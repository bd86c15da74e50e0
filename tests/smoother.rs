use std::cell::Cell;
use std::rc::Rc;
use float_eq::assert_float_eq;
use fempos_sqp::*;

//

/// Backend replaying given statuses, counting setups and solves.
struct MockBackend
{
    setups: Cell<usize>,
    solves: Rc<Cell<usize>>,
    statuses: Vec<QpStatus>,
    drifting: bool,
    reject: bool,
}

impl MockBackend
{
    fn new(statuses: &[QpStatus]) -> Self
    {
        MockBackend {
            setups: Cell::new(0),
            solves: Rc::new(Cell::new(0)),
            statuses: statuses.to_vec(),
            drifting: false,
            reject: false,
        }
    }
}

struct MockWorkspace
{
    solves: Rc<Cell<usize>>,
    statuses: Vec<QpStatus>,
    drifting: bool,
    x: Vec<f64>,
}

impl QpBackend for MockBackend
{
    type Workspace = MockWorkspace;

    fn setup(&self, data: QpData, _settings: &QpSettings) -> Result<MockWorkspace, QpStatus>
    {
        self.setups.set(self.setups.get() + 1);

        if self.reject {
            return Err(QpStatus::InvalidData);
        }

        Ok(MockWorkspace {
            solves: self.solves.clone(),
            statuses: self.statuses.clone(),
            drifting: self.drifting,
            x: vec![0.; data.dim().0],
        })
    }
}

impl QpWorkspace for MockWorkspace
{
    fn warm_start_x(&mut self, x: &[f64]) -> Result<(), QpStatus>
    {
        self.x.copy_from_slice(x);
        Ok(())
    }

    fn update_a_values(&mut self, _a_data: &[f64]) -> Result<(), QpStatus>
    {
        Ok(())
    }

    fn update_bounds(&mut self, _lower: &[f64], _upper: &[f64]) -> Result<(), QpStatus>
    {
        Ok(())
    }

    fn solve(&mut self) -> QpInfo
    {
        let k = self.solves.get();
        self.solves.set(k + 1);

        let status = self.statuses[k.min(self.statuses.len() - 1)];
        let obj_val = if self.drifting {
            1. / (k + 1) as f64
        }
        else {
            -1.
        };

        QpInfo {
            status,
            obj_val,
        }
    }

    fn solution(&self) -> &[f64]
    {
        &self.x
    }
}

fn line(n: usize) -> Vec<(f64, f64)>
{
    (0.. n).map(|i| (i as f64, 0.5 * i as f64)).collect()
}

//

#[test]
fn test_validation_never_reaches_backend()
{
    let _ = env_logger::builder().is_test(true).try_init();

    let s = FemPosSqpSmoother::with_backend(MockBackend::new(&[QpStatus::Solved]));

    assert_eq!(s.try_solve(&[], &[]), Err(SmootherError::EmptyInput));
    assert_eq!(s.try_solve(&line(4), &[1.; 3]), Err(SmootherError::SizeMismatch {points: 4, bounds: 3}));
    assert_eq!(s.try_solve(&line(2), &[1.; 2]), Err(SmootherError::TooFewPoints(2)));
    assert_eq!(s.try_solve(&line(1), &[1.; 1]), Err(SmootherError::TooFewPoints(1)));
    assert_eq!(s.try_solve(&line(4), &[1., -1., 1., 1.]), Err(SmootherError::InvalidInput));
    assert_eq!(s.try_solve(&line(4), &[1., f64::NAN, 1., 1.]), Err(SmootherError::InvalidInput));
    assert_eq!(s.try_solve(&[(0., 0.), (1., f64::INFINITY), (2., 0.)], &[1.; 3]), Err(SmootherError::InvalidInput));

    let s = s.par(|p| p.weight_path_length = -1.);
    assert_eq!(s.try_solve(&line(4), &[1.; 4]), Err(SmootherError::InvalidInput));

    let s = s.par(|p| {
        p.weight_path_length = 1.;
        p.weight_fem_pos_deviation = f64::NAN;
    });
    assert_eq!(s.try_solve(&line(4), &[1.; 4]), Err(SmootherError::InvalidInput));

    let s = s.par(|p| {
        p.weight_fem_pos_deviation = 1.;
        p.curvature_constraint = -0.1;
    });
    assert_eq!(s.try_solve(&line(4), &[1.; 4]), Err(SmootherError::InvalidInput));

    assert_eq!(s.backend().setups.get(), 0);
    assert_eq!(s.backend().solves.get(), 0);
}

#[test]
fn test_status_handling()
{
    let _ = env_logger::builder().is_test(true).try_init();

    let refs = line(5);
    let bounds = [0.5; 5];

    // converged on the first re-solve
    let s = FemPosSqpSmoother::with_backend(MockBackend::new(&[QpStatus::Solved]));
    let rslt = s.try_solve(&refs, &bounds).unwrap();
    assert_eq!(rslt.sqp_iterations, 2);
    assert_eq!(rslt.x, refs.iter().map(|p| p.0).collect::<Vec<_>>());
    assert_eq!(rslt.y, refs.iter().map(|p| p.1).collect::<Vec<_>>());
    assert_eq!(rslt.objective, -1.);
    assert_eq!(s.backend().setups.get(), 1);
    assert_eq!(s.backend().solves.get(), 2);

    // inaccurate is still usable
    let s = FemPosSqpSmoother::with_backend(MockBackend::new(&[QpStatus::SolvedInaccurate]));
    assert!(s.try_solve(&refs, &bounds).is_ok());

    let s = FemPosSqpSmoother::with_backend(MockBackend::new(&[QpStatus::PrimalInfeasible]));
    assert_eq!(s.try_solve(&refs, &bounds), Err(SmootherError::InitialSolveFailed(QpStatus::PrimalInfeasible)));
    assert_eq!(s.backend().solves.get(), 1);

    let s = FemPosSqpSmoother::with_backend(MockBackend::new(&[QpStatus::Solved, QpStatus::MaxIterReached]));
    assert_eq!(s.try_solve(&refs, &bounds), Err(SmootherError::IterativeSolveFailed {
        iteration: 1,
        status: QpStatus::MaxIterReached,
    }));

    let s = FemPosSqpSmoother::with_backend(MockBackend::new(&[QpStatus::Solved, QpStatus::Solved, QpStatus::Unsolved]));
    let s = s.par(|p| p.sqp_jtol = -1.);
    assert_eq!(s.try_solve(&refs, &bounds), Err(SmootherError::IterativeSolveFailed {
        iteration: 2,
        status: QpStatus::Unsolved,
    }));

    let mut backend = MockBackend::new(&[QpStatus::Solved]);
    backend.reject = true;
    let s = FemPosSqpSmoother::with_backend(backend);
    assert_eq!(s.try_solve(&refs, &bounds), Err(SmootherError::Setup(QpStatus::InvalidData)));
    assert_eq!(s.backend().solves.get(), 0);
}

#[test]
fn test_not_converged()
{
    let _ = env_logger::builder().is_test(true).try_init();

    let refs = line(5);
    let bounds = [0.5; 5];

    // objective 1/k on the k-th solve
    let mut backend = MockBackend::new(&[QpStatus::Solved]);
    backend.drifting = true;
    let s = FemPosSqpSmoother::with_backend(backend).par(|p| p.sqp_max_iter = 5);

    match s.try_solve(&refs, &bounds) {
        Err(SmootherError::NotConverged(eps)) => assert_float_eq!(eps, 0.2, abs <= 1e-12),
        r => panic!("{:?}", r),
    }
    assert_eq!(s.backend().solves.get(), 5);

    // no outer iteration
    let s = FemPosSqpSmoother::with_backend(MockBackend::new(&[QpStatus::Solved])).par(|p| p.sqp_max_iter = 1);
    assert_eq!(s.try_solve(&refs, &bounds), Err(SmootherError::NotConverged(1.)));
}

#[test]
fn test_interface_keeps_prior_result()
{
    let _ = env_logger::builder().is_test(true).try_init();

    let mut itf = FemPosSqpInterface::with_smoother(
        FemPosSqpSmoother::with_backend(MockBackend::new(&[QpStatus::Solved]))
    );

    itf.set_ref_points(line(3));
    itf.set_bounds_around_refs(vec![0.1; 3]);
    assert!(itf.solve());
    assert_eq!(itf.x(), &[0., 1., 2.]);
    assert_eq!(itf.y(), &[0., 0.5, 1.]);

    itf.set_ref_points(line(2));
    itf.set_bounds_around_refs(vec![0.1; 2]);
    assert!(!itf.solve());
    assert_eq!(itf.x(), &[0., 1., 2.]);
    assert_eq!(itf.y(), &[0., 0.5, 1.]);
}

//

fn check_box(refs: &[(f64, f64)], bounds: &[f64], rslt: &SmoothedPath, tol: f64)
{
    assert_eq!(rslt.x.len(), refs.len());
    assert_eq!(rslt.y.len(), refs.len());

    for (i, (p, r)) in rslt.points().zip(refs).enumerate() {
        assert!((p.0 - r.0).abs() <= bounds[i] + tol, "x[{}] = {} out of box", i, p.0);
        assert!((p.1 - r.1).abs() <= bounds[i] + tol, "y[{}] = {} out of box", i, p.1);
    }
}

#[test]
fn test_smooth_collinear()
{
    let _ = env_logger::builder().is_test(true).try_init();

    let refs: Vec<(f64, f64)> = (0.. 5).map(|i| (i as f64, i as f64)).collect();
    let bounds = [1.; 5];

    let s = FemPosSqpSmoother::new().par(|p| {
        p.weight_fem_pos_deviation = 10.;
        p.weight_path_length = 1e-3;
        p.weight_ref_deviation = 1.;
        p.sqp_max_iter = 20;
        p.sqp_jtol = 1e-3;
        p.qp.max_iter = Some(200_000);
    });
    let rslt = s.try_solve(&refs, &bounds).unwrap();

    check_box(&refs, &bounds, &rslt, 1e-3);
    for (p, r) in rslt.points().zip(&refs) {
        assert_float_eq!(p.0, r.0, abs <= 1e-2);
        assert_float_eq!(p.1, r.1, abs <= 1e-2);
    }
}

#[test]
fn test_smooth_perturbed()
{
    let _ = env_logger::builder().is_test(true).try_init();

    let refs = [(0., 0.), (1., 0.), (2., 5.), (3., 0.), (4., 0.)];
    let bounds = [0.5; 5];

    let s = FemPosSqpSmoother::new().par(|p| {
        p.weight_fem_pos_deviation = 10.;
        p.curvature_constraint = f64::INFINITY;
        p.sqp_max_iter = 20;
        p.sqp_jtol = 1e-3;
        p.qp.max_iter = Some(200_000);
    });
    let rslt = s.try_solve(&refs, &bounds).unwrap();

    check_box(&refs, &bounds, &rslt, 1e-3);

    // pulled down to the edge of its box, neighbours lifted
    assert_float_eq!(rslt.y[2], 4.5, abs <= 1e-2);
    assert!(rslt.y[1] > 0.);
    assert!(rslt.y[3] > 0.);
    assert_float_eq!(rslt.y[1], rslt.y[3], abs <= 1e-2);
}

#[test]
fn test_smooth_curvature_loop()
{
    let _ = env_logger::builder().is_test(true).try_init();

    let refs = [(0., 0.), (1., 0.1), (2., -0.1), (3., 0.1), (4., -0.1), (5., 0.)];
    let bounds = [0.3; 6];

    let s = FemPosSqpSmoother::new().par(|p| {
        p.sqp_max_iter = 50;
        p.sqp_jtol = 1e-3;
        p.refresh_warm_start = true;
        p.qp.max_iter = Some(200_000);
    });
    let rslt = s.try_solve(&refs, &bounds).unwrap();

    check_box(&refs, &bounds, &rslt, 1e-3);
    assert!(rslt.sqp_iterations >= 2);
    assert!(rslt.objective.is_finite());

    // smoother than the zigzag
    let roughness = |y: &[f64]| -> f64 {
        (1.. y.len() - 1).map(|i| (y[i - 1] - 2. * y[i] + y[i + 1]).powi(2)).sum()
    };
    let ref_y: Vec<f64> = refs.iter().map(|p| p.1).collect();
    assert!(roughness(&rslt.y) < roughness(&ref_y));
}

#[test]
fn test_smooth_three_points()
{
    let _ = env_logger::builder().is_test(true).try_init();

    let refs = [(0., 0.), (1., 0.5), (2., 0.)];
    let bounds = [0.2; 3];

    // default weights and curvature limit
    let s = FemPosSqpSmoother::new();
    let rslt = s.try_solve(&refs, &bounds).unwrap();

    check_box(&refs, &bounds, &rslt, 1e-3);
    assert_float_eq!(rslt.y.as_slice(), [0.2, 0.3, 0.2].as_ref(), abs_all <= 1e-2);
    assert_eq!(rslt.slack.len(), 1);
}

#[test]
fn test_smooth_default_curvature_active()
{
    let _ = env_logger::builder().is_test(true).try_init();

    let refs = [(0., 0.), (1., 0.), (2., 5.), (3., 0.), (4., 0.)];
    let bounds = [0.5; 5];

    let s = FemPosSqpSmoother::new();
    let rslt = s.try_solve(&refs, &bounds).unwrap();

    check_box(&refs, &bounds, &rslt, 1e-3);
    assert_float_eq!(rslt.y[2], 4.5, abs <= 1e-2);
    assert!(rslt.y[1] > 0.);
    assert!(rslt.y[3] > 0.);

    // the peak cannot meet the limit, so every slack is in use and covers the excess
    let kappa_sqr = curvature_bound_sqr(&refs, s.par.curvature_constraint);
    let pts: Vec<(f64, f64)> = rslt.points().collect();
    assert_eq!(rslt.slack.len(), 3);
    for i in 1.. 4 {
        let dx = pts[i - 1].0 - 2. * pts[i].0 + pts[i + 1].0;
        let dy = pts[i - 1].1 - 2. * pts[i].1 + pts[i + 1].1;
        let dd = dx * dx + dy * dy;
        let s_i = rslt.slack[i - 1];

        assert!(dd > kappa_sqr, "d[{}] = {} within the limit {}", i, dd, kappa_sqr);
        assert!(s_i > 0.);
        assert!(dd <= kappa_sqr + s_i + 1e-2 * (1. + kappa_sqr + s_i), "d[{}] = {} over {} + {}", i, dd, kappa_sqr, s_i);
    }
}

#[test]
fn test_smooth_idempotent()
{
    let _ = env_logger::builder().is_test(true).try_init();

    let refs = [(0., 0.), (1., 0.2), (2., 0.1), (3., 0.3), (4., 0.)];
    let bounds = [0.25; 5];

    let mut itf = FemPosSqpInterface::new();
    itf.par_mut().sqp_max_iter = 20;
    itf.par_mut().sqp_jtol = 1e-3;
    itf.par_mut().qp.max_iter = Some(200_000);

    itf.set_ref_points(refs.to_vec());
    itf.set_bounds_around_refs(bounds.to_vec());

    assert!(itf.solve());
    let (x1, y1) = (itf.x().to_vec(), itf.y().to_vec());

    assert!(itf.solve());
    assert_eq!(itf.x(), x1.as_slice());
    assert_eq!(itf.y(), y1.as_slice());
}

#[test]
fn test_smooth_env_par()
{
    let _ = env_logger::builder().is_test(true).try_init();

    let refs = line(4);
    let bounds = [0.1; 4];

    // no variables set: defaults stay
    let s = FemPosSqpSmoother::new().par(set_par_by_env).par(|p| p.qp.max_iter = Some(200_000));
    let rslt = s.try_solve(&refs, &bounds).unwrap();

    check_box(&refs, &bounds, &rslt, 1e-3);
}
===
▶ [Prompt]: Going back over the entries above, copy word for word every line from the one that has "let obj_val = if" on through the one that has "p.weight_fem_pos_deviation = f64::NAN;".

▶ [Task answer]:
        let obj_val = if self.drifting {
            1. / (k + 1) as f64
        }
        else {
            -1.
        };

        QpInfo {
            status,
            obj_val,
        }
    }

    fn solution(&self) -> &[f64]
    {
        &self.x
    }
}

fn line(n: usize) -> Vec<(f64, f64)>
{
    (0.. n).map(|i| (i as f64, 0.5 * i as f64)).collect()
}

//

#[test]
fn test_validation_never_reaches_backend()
{
    let _ = env_logger::builder().is_test(true).try_init();

    let s = FemPosSqpSmoother::with_backend(MockBackend::new(&[QpStatus::Solved]));

    assert_eq!(s.try_solve(&[], &[]), Err(SmootherError::EmptyInput));
    assert_eq!(s.try_solve(&line(4), &[1.; 3]), Err(SmootherError::SizeMismatch {points: 4, bounds: 3}));
    assert_eq!(s.try_solve(&line(2), &[1.; 2]), Err(SmootherError::TooFewPoints(2)));
    assert_eq!(s.try_solve(&line(1), &[1.; 1]), Err(SmootherError::TooFewPoints(1)));
    assert_eq!(s.try_solve(&line(4), &[1., -1., 1., 1.]), Err(SmootherError::InvalidInput));
    assert_eq!(s.try_solve(&line(4), &[1., f64::NAN, 1., 1.]), Err(SmootherError::InvalidInput));
    assert_eq!(s.try_solve(&[(0., 0.), (1., f64::INFINITY), (2., 0.)], &[1.; 3]), Err(SmootherError::InvalidInput));

    let s = s.par(|p| p.weight_path_length = -1.);
    assert_eq!(s.try_solve(&line(4), &[1.; 4]), Err(SmootherError::InvalidInput));

    let s = s.par(|p| {
        p.weight_path_length = 1.;
        p.weight_fem_pos_deviation = f64::NAN;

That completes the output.